REQUIRED WORK: Through the line that contains "state *before* propagation", return the data below exactly, starting at its first line; leave the rest out.

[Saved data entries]
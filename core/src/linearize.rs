//! Jacobian and linearization utilities for the error-state filter
//!
//! This module builds the linearized matrices of the 9-state error model used by
//! [`crate::kalman::ErrorStateKalmanFilter`].
//!
//! # State Ordering
//!
//! ```text
//! δx = [δp_x, δp_y, δp_z, δv_x, δv_y, δv_z, δθ_x, δθ_y, δθ_z]
//! ```
//! where `δp` and `δv` are navigation-frame position and velocity errors and `δθ` is the
//! navigation-frame attitude error rotation vector.
//!
//! # Usage Example
//!
//! ```rust
//! use eskf::NavigationState;
//! use eskf::config::AttitudeCoupling;
//! use eskf::linearize::{
//!     position_measurement_jacobian, process_noise_covariance, process_noise_jacobian,
//!     state_transition_jacobian,
//! };
//! use nalgebra::Vector3;
//!
//! let state = NavigationState::default();
//! let accel = Vector3::new(0.0, 0.0, 9.81);
//! let dt = 0.01;
//!
//! let f = state_transition_jacobian(&state, &accel, dt, AttitudeCoupling::Full);
//! let l = process_noise_jacobian();
//! let q = process_noise_covariance(dt, 1.0, 1.25);
//! let h = position_measurement_jacobian();
//!
//! // P(+) = F P(-) Fᵀ + L Q Lᵀ
//! // K = P Hᵀ (H P Hᵀ + R)⁻¹
//! assert_eq!((l * q * l.transpose()).nrows(), 9);
//! assert_eq!(h.ncols(), f.nrows());
//! ```
//!
//! # References
//!
//! - Sola, J. "Quaternion kinematics for the error-state Kalman filter" (2017), Section 7
//!   (global attitude error)

use nalgebra::{Matrix3, Vector3};

use crate::NavigationState;
use crate::config::AttitudeCoupling;
use crate::linalg::{Matrix3x9, Matrix6, Matrix9, Matrix9x6};
use crate::rotations::vector_to_skew_symmetric;

/// Compute the error-state transition Jacobian (F)
///
/// $$
/// F = \begin{bmatrix} I & I \Delta t & 0 \\\\ 0 & I & -\[C_b^n f^b\]_\times \Delta t \\\\ 0 & 0 & I \end{bmatrix}
/// $$
///
/// The velocity-wrt-attitude block couples attitude error into velocity error through the
/// rotated specific force. [`AttitudeCoupling::Omitted`] leaves that block at zero, which
/// reproduces the simplified recursion and is kept only for comparison.
///
/// # Arguments
///
/// * `state` - Navigation state *before* propagation
/// * `imu_accel` - Specific force measurement (body frame, m/s²)
/// * `dt` - Time step in seconds
/// * `coupling` - Whether to populate the velocity-attitude block
///
/// # Returns
///
/// 9×9 state transition Jacobian matrix F
pub fn state_transition_jacobian(
    state: &NavigationState,
    imu_accel: &Vector3<f64>,
    dt: f64,
    coupling: AttitudeCoupling,
) -> Matrix9 {
    let mut f = Matrix9::identity();

    // ∂(δp)/∂(δv)
    f.fixed_view_mut::<3, 3>(0, 3)
        .copy_from(&(Matrix3::identity() * dt));

    // ∂(δv)/∂(δθ) = -[C_b^n f^b]× dt
    if coupling == AttitudeCoupling::Full {
        let f_n = state.orientation.to_mat() * imu_accel;
        f.fixed_view_mut::<3, 3>(3, 6)
            .copy_from(&(-vector_to_skew_symmetric(&f_n) * dt));
    }

    f
}

/// Compute the process noise Jacobian (L)
///
/// Fixed 9×6 selection matrix that maps `[accel_noise; gyro_noise]` onto the velocity and
/// attitude error rows (identity block at rows 3..9).
pub fn process_noise_jacobian() -> Matrix9x6 {
    let mut l = Matrix9x6::zeros();
    l.fixed_view_mut::<6, 6>(3, 0).copy_from(&Matrix6::identity());
    l
}

/// Compute the discrete inertial noise covariance (Q)
///
/// $$
/// Q = \begin{bmatrix} \sigma_f^2 \Delta t^2 I & 0 \\\\ 0 & \sigma_\omega^2 \Delta t^2 I \end{bmatrix}
/// $$
///
/// # Arguments
///
/// * `dt` - Time step in seconds
/// * `accel_variance` - Accelerometer noise variance
/// * `gyro_variance` - Gyroscope noise variance
pub fn process_noise_covariance(dt: f64, accel_variance: f64, gyro_variance: f64) -> Matrix6 {
    let dt2 = dt * dt;
    let mut q = Matrix6::zeros();
    for i in 0..3 {
        q[(i, i)] = dt2 * accel_variance;
        q[(3 + i, 3 + i)] = dt2 * gyro_variance;
    }
    q
}

/// Compute the measurement Jacobian (H) for an absolute position fix
///
/// Identity over the position-error block, zero elsewhere.
pub fn position_measurement_jacobian() -> Matrix3x9 {
    let mut h = Matrix3x9::zeros();
    h.fixed_view_mut::<3, 3>(0, 0)
        .copy_from(&Matrix3::identity());
    h
}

RESULT OF THE EXERCISE:
filename core/src/linearize.rs
//! Jacobian and linearization utilities for the error-state filter
//!
//! This module builds the linearized matrices of the 9-state error model used by
//! [`crate::kalman::ErrorStateKalmanFilter`].
//!
//! # State Ordering
//!
//! ```text
//! δx = [δp_x, δp_y, δp_z, δv_x, δv_y, δv_z, δθ_x, δθ_y, δθ_z]
//! ```
//! where `δp` and `δv` are navigation-frame position and velocity errors and `δθ` is the
//! navigation-frame attitude error rotation vector.
//!
//! # Usage Example
//!
//! ```rust
//! use eskf::NavigationState;
//! use eskf::config::AttitudeCoupling;
//! use eskf::linearize::{
//!     position_measurement_jacobian, process_noise_covariance, process_noise_jacobian,
//!     state_transition_jacobian,
//! };
//! use nalgebra::Vector3;
//!
//! let state = NavigationState::default();
//! let accel = Vector3::new(0.0, 0.0, 9.81);
//! let dt = 0.01;
//!
//! let f = state_transition_jacobian(&state, &accel, dt, AttitudeCoupling::Full);
//! let l = process_noise_jacobian();
//! let q = process_noise_covariance(dt, 1.0, 1.25);
//! let h = position_measurement_jacobian();
//!
//! // P(+) = F P(-) Fᵀ + L Q Lᵀ
//! // K = P Hᵀ (H P Hᵀ + R)⁻¹
//! assert_eq!((l * q * l.transpose()).nrows(), 9);
//! assert_eq!(h.ncols(), f.nrows());
//! ```
//!
//! # References
//!
//! - Sola, J. "Quaternion kinematics for the error-state Kalman filter" (2017), Section 7
//!   (global attitude error)

use nalgebra::{Matrix3, Vector3};

use crate::NavigationState;
use crate::config::AttitudeCoupling;
use crate::linalg::{Matrix3x9, Matrix6, Matrix9, Matrix9x6};
use crate::rotations::vector_to_skew_symmetric;

/// Compute the error-state transition Jacobian (F)
///
/// $$
/// F = \begin{bmatrix} I & I \Delta t & 0 \\\\ 0 & I & -\[C_b^n f^b\]_\times \Delta t \\\\ 0 & 0 & I \end{bmatrix}
/// $$
///
/// The velocity-wrt-attitude block couples attitude error into velocity error through the
/// rotated specific force. [`AttitudeCoupling::Omitted`] leaves that block at zero, which
/// reproduces the simplified recursion and is kept only for comparison.
///
/// # Arguments
///
/// * `state` - Navigation state *before* propagation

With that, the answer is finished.